Calvin starts in on the anatomy of a Langstroth hive. “You’ve got a bottom board,” he says, patting the stack at the front of the store, almost as if he’s patting the rump of the family dog. “That’s a deep box.” The lesson swivels into something more like internal medicine. “If you want your top box honey only, no eggs, a queen excluder keeps . . . ”
Calvin and Erin whirl through the store, pointing to and naming all the accoutrements a beekeeper could want — specialty boxes for harvesting honeycomb, slatted racks, and different frames and feeders, as well as pest control supplies and supplemental honeybee food for the hard winter months.
“That’s basically a large centrifuge used to separate the wax from the honey,” Erin says, eyeing a silver-bellied cylinder called a honey extractor. “We’ve got a little bit of everything for anything you might be doing.” And that includes Erin’s expert beekeeping advice.
Like Calvin, she attended N.C. State, though their time on the Raleigh campus didn’t overlap. Erin, who has a degree in natural resources, conducted research with mosquitoes and genetics, and post-graduation, took a job with the school’s honeybee research lab. It was a six-month temp job tailor-made for her research experience that transformed into a happy seven years.
“I loved the bees,” Erin says, “so the longer I was there, the more I was getting into beekeeping, not just research. And then when we met, it just kind of snowballed into this,” she says, her voice lifting as she looks around the store. The earthy aroma of sawdust hangs in the air.
For consumers who prefer honeybee products without the chance of stings, the Terrys sell beeswax candles, quilts handmade by Grandma, and of course, raw and creamed honeys produced from their own apiary and bottled by Calvin’s parents.
Honey production has always been part of Calvin’s business model. “We keep several hundred hives of bees,” Erin says. “You keep bees, you make honey.”

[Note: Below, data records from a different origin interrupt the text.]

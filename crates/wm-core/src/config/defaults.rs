//! Default values applied by the bootstrap layer when a config key is absent.

/// Longest edge of a generated thumbnail, in pixels.
pub const THUMBNAIL_MAX_EDGE: u32 = 600;

/// JPEG quality (1-100) for thumbnails.
pub const THUMBNAIL_QUALITY: u8 = 70;

/// JPEG quality (1-100) for stored originals.
pub const ORIGINAL_QUALITY: u8 = 85;

/// Recipes needed before menu generation is offered.
pub const MIN_RECIPES_REQUIRED: usize = 7;

pub const DATABASE_FILE_NAME: &str = "whattomake.db";
pub const IMAGES_DIR_NAME: &str = "Images";
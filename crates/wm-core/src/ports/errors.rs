use thiserror::Error;

#[derive(Debug, Clone, PartialEq, Eq, Error)]
pub enum RepositoryError {
    #[error("record not found: {0}")]
    NotFound(String),

    #[error("storage error: {0}")]
    Storage(String),
}

#[derive(Debug, Clone, PartialEq, Eq, Error)]
pub enum ImageError {
    #[error("image decode failed: {0}")]
    Decode(String),

    #[error("image encode failed: {0}")]
    Encode(String),

    #[error("invalid image reference: {0}")]
    InvalidRef(String),

    #[error("image store failed: {0}")]
    Store(String),
}
use diesel::SqliteConnection;

/// Runs a closure against a pooled connection.
pub trait DbExecutor: Send + Sync {
    fn run<T>(
        &self,
        f: impl FnOnce(&mut SqliteConnection) -> anyhow::Result<T>,
    ) -> anyhow::Result<T>;
}
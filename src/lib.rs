//! whattomake: recipe organizer and weekly menu generator.
//!
//! The domain lives in `wm-core`, the use cases in `wm-app` and the SQLite
//! and filesystem adapters in `wm-infra`. This crate only assembles them.

pub mod bootstrap;
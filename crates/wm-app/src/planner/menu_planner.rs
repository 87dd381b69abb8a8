use thiserror::Error;
use tracing::warn;
use wm_core::Menu;

use super::{GateError, MenuGate};
use crate::usecases::{CountRecipes, GenerateMenu, UseCaseError};

#[derive(Debug, Clone, PartialEq, Eq, Error)]
pub enum PlannerError {
    #[error(transparent)]
    Gate(#[from] GateError),

    #[error(transparent)]
    UseCase(#[from] UseCaseError),
}

impl PlannerError {
    pub fn code(&self) -> &'static str {
        match self {
            PlannerError::Gate(e) => e.code(),
            PlannerError::UseCase(e) => e.code(),
        }
    }
}

/// State behind a "generate menu" screen.
pub struct MenuPlanner {
    count_recipes: CountRecipes,
    generate_menu: GenerateMenu,
    gate: MenuGate,
    selected_days: Vec<String>,
    available_recipes: usize,
    last_menu: Option<Menu>,
    last_error: Option<PlannerError>,
}

impl MenuPlanner {
    pub fn new(count_recipes: CountRecipes, generate_menu: GenerateMenu, gate: MenuGate) -> Self {
        Self {
            count_recipes,
            generate_menu,
            gate,
            selected_days: Vec::new(),
            available_recipes: 0,
            last_menu: None,
            last_error: None,
        }
    }

    pub fn selected_days(&self) -> &[String] {
        &self.selected_days
    }

    pub fn available_recipes(&self) -> usize {
        self.available_recipes
    }

    pub fn last_menu(&self) -> Option<&Menu> {
        self.last_menu.as_ref()
    }

    pub fn last_error(&self) -> Option<&PlannerError> {
        self.last_error.as_ref()
    }

    pub fn gate(&self) -> MenuGate {
        self.gate
    }

    /// Select `day` if it is not selected yet, otherwise deselect it.
    pub fn toggle_day(&mut self, day: &str) {
        if let Some(pos) = self.selected_days.iter().position(|d| d == day) {
            self.selected_days.remove(pos);
        } else {
            self.selected_days.push(day.to_string());
        }
    }

    pub fn set_selected_days(&mut self, days: Vec<String>) {
        self.selected_days = days;
    }

    pub fn can_generate(&self) -> bool {
        self.gate.is_open(self.available_recipes, &self.selected_days)
    }

    /// Refresh the recipe count. On failure the count drops to zero, which
    /// keeps generation closed, and the error is kept for display.
    pub async fn load_availability(&mut self) {
        match self.count_recipes.execute().await {
            Ok(count) => self.available_recipes = count,
            Err(e) => {
                warn!(error = %e, "Failed to count recipes");
                self.available_recipes = 0;
                self.last_error = Some(e.into());
            }
        }
    }

    /// Check the gate and, when open, generate a menu for the selected days.
    ///
    /// Success replaces the last menu and clears the error; any failure
    /// clears the last menu and records the error.
    pub async fn generate(&mut self) -> Result<Menu, PlannerError> {
        let outcome = match self.gate.check(self.available_recipes, &self.selected_days) {
            Ok(()) => self
                .generate_menu
                .execute(self.selected_days.clone())
                .await
                .map_err(PlannerError::from),
            Err(e) => Err(e.into()),
        };

        match outcome {
            Ok(menu) => {
                self.last_menu = Some(menu.clone());
                self.last_error = None;
                Ok(menu)
            }
            Err(e) => {
                self.last_menu = None;
                self.last_error = Some(e.clone());
                Err(e)
            }
        }
    }
}
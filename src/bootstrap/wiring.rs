//! # Dependency Injection
//!
//! The only place that depends on `wm-infra` and `wm-app` at the same time.
//! It fills unset configuration values, builds the infrastructure adapters
//! and groups them into [`AppDeps`]. No business decisions happen here.

use std::path::{Path, PathBuf};
use std::sync::Arc;

use tracing::info;
use wm_app::AppDeps;
use wm_core::config::{defaults, AppConfig};
use wm_infra::db::pool::{init_db_pool, DbPool};
use wm_infra::db::repositories::{DieselMenuRepository, DieselRecipeRepository};
use wm_infra::db::DieselSqliteExecutor;
use wm_infra::{FsImageStore, JpegImageCodec, SystemClock};

/// Directory created under the platform data dir.
const APP_DIR_NAME: &str = "whattomake";

/// Result type for wiring operations
pub type WiringResult<T> = Result<T, WiringError>;

/// Errors during dependency injection
#[derive(Debug, thiserror::Error)]
pub enum WiringError {
    #[error("No data directory available for default storage paths")]
    DataDirUnavailable,

    #[error("Database initialization failed: {0}")]
    DatabaseInit(String),

    #[error("Image storage initialization failed: {0}")]
    ImageStoreInit(String),
}

/// Replace every empty or zero configuration value with its default.
///
/// Storage paths default to `<data_dir>/whattomake/...`; `data_dir` is only
/// required when one of them is empty. An empty `log_dir` stays empty.
pub fn resolve_settings(mut config: AppConfig, data_dir: Option<PathBuf>) -> WiringResult<AppConfig> {
    let needs_data_dir =
        config.database_path.as_os_str().is_empty() || config.images_dir.as_os_str().is_empty();
    if needs_data_dir {
        let app_dir = data_dir
            .ok_or(WiringError::DataDirUnavailable)?
            .join(APP_DIR_NAME);
        if config.database_path.as_os_str().is_empty() {
            config.database_path = app_dir.join(defaults::DATABASE_FILE_NAME);
        }
        if config.images_dir.as_os_str().is_empty() {
            config.images_dir = app_dir.join(defaults::IMAGES_DIR_NAME);
        }
    }

    let images = &mut config.images;
    if images.thumbnail_max_edge == 0 {
        images.thumbnail_max_edge = defaults::THUMBNAIL_MAX_EDGE;
    }
    if images.thumbnail_quality == 0 {
        images.thumbnail_quality = defaults::THUMBNAIL_QUALITY;
    }
    if images.original_quality == 0 {
        images.original_quality = defaults::ORIGINAL_QUALITY;
    }
    if config.menu.min_recipes_required == 0 {
        config.menu.min_recipes_required = defaults::MIN_RECIPES_REQUIRED;
    }

    Ok(config)
}

/// Create the SQLite pool, creating the parent directory first.
fn create_db_pool(db_path: &Path) -> WiringResult<DbPool> {
    if let Some(parent) = db_path.parent() {
        std::fs::create_dir_all(parent).map_err(|e| {
            WiringError::DatabaseInit(format!("Failed to create DB directory: {}", e))
        })?;
    }

    let db_url = db_path
        .to_str()
        .ok_or_else(|| WiringError::DatabaseInit("Invalid database path".to_string()))?;

    init_db_pool(db_url)
        .map_err(|e| WiringError::DatabaseInit(format!("Failed to initialize DB: {:#}", e)))
}

/// Build every port implementation from a resolved configuration.
pub fn wire_dependencies(config: &AppConfig) -> WiringResult<AppDeps> {
    let pool = create_db_pool(&config.database_path)?;

    std::fs::create_dir_all(&config.images_dir).map_err(|e| {
        WiringError::ImageStoreInit(format!(
            "Failed to create {}: {}",
            config.images_dir.display(),
            e
        ))
    })?;

    info!(
        database = %config.database_path.display(),
        images = %config.images_dir.display(),
        "Storage wired"
    );

    Ok(AppDeps {
        recipe_repo: Arc::new(DieselRecipeRepository::new(DieselSqliteExecutor::new(
            pool.clone(),
        ))),
        menu_repo: Arc::new(DieselMenuRepository::new(DieselSqliteExecutor::new(pool))),
        image_store: Arc::new(FsImageStore::new(config.images_dir.clone())),
        image_codec: Arc::new(JpegImageCodec::from_config(&config.images)),
        clock: Arc::new(SystemClock),
    })
}
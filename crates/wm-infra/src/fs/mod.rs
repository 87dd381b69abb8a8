pub mod image_store;

pub use image_store::FsImageStore;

Anticipating the life cycle of the honeybee, which revolves around the flow of nectar, is what the Terrys do, both as beekeepers and as a beekeeping supplier. “First of February starts spring for us,” Erin says. “Spring is busy on all fronts because this is when beekeepers are thinking about their bees most.” After enduring the freezing winter — all the while feeding on honey stores and protecting the queen bee from the elements — the vulnerable survivors emerge from the hives to forage for nectar and restart honey production. Beekeepers help that process along.
It’s that brisk but sunny time of year when customers flow steadily into the front while wholesale orders ship out the back. Sixteen pallets of hives are waiting to be picked up.
“We stay busy, absolutely,” Erin says.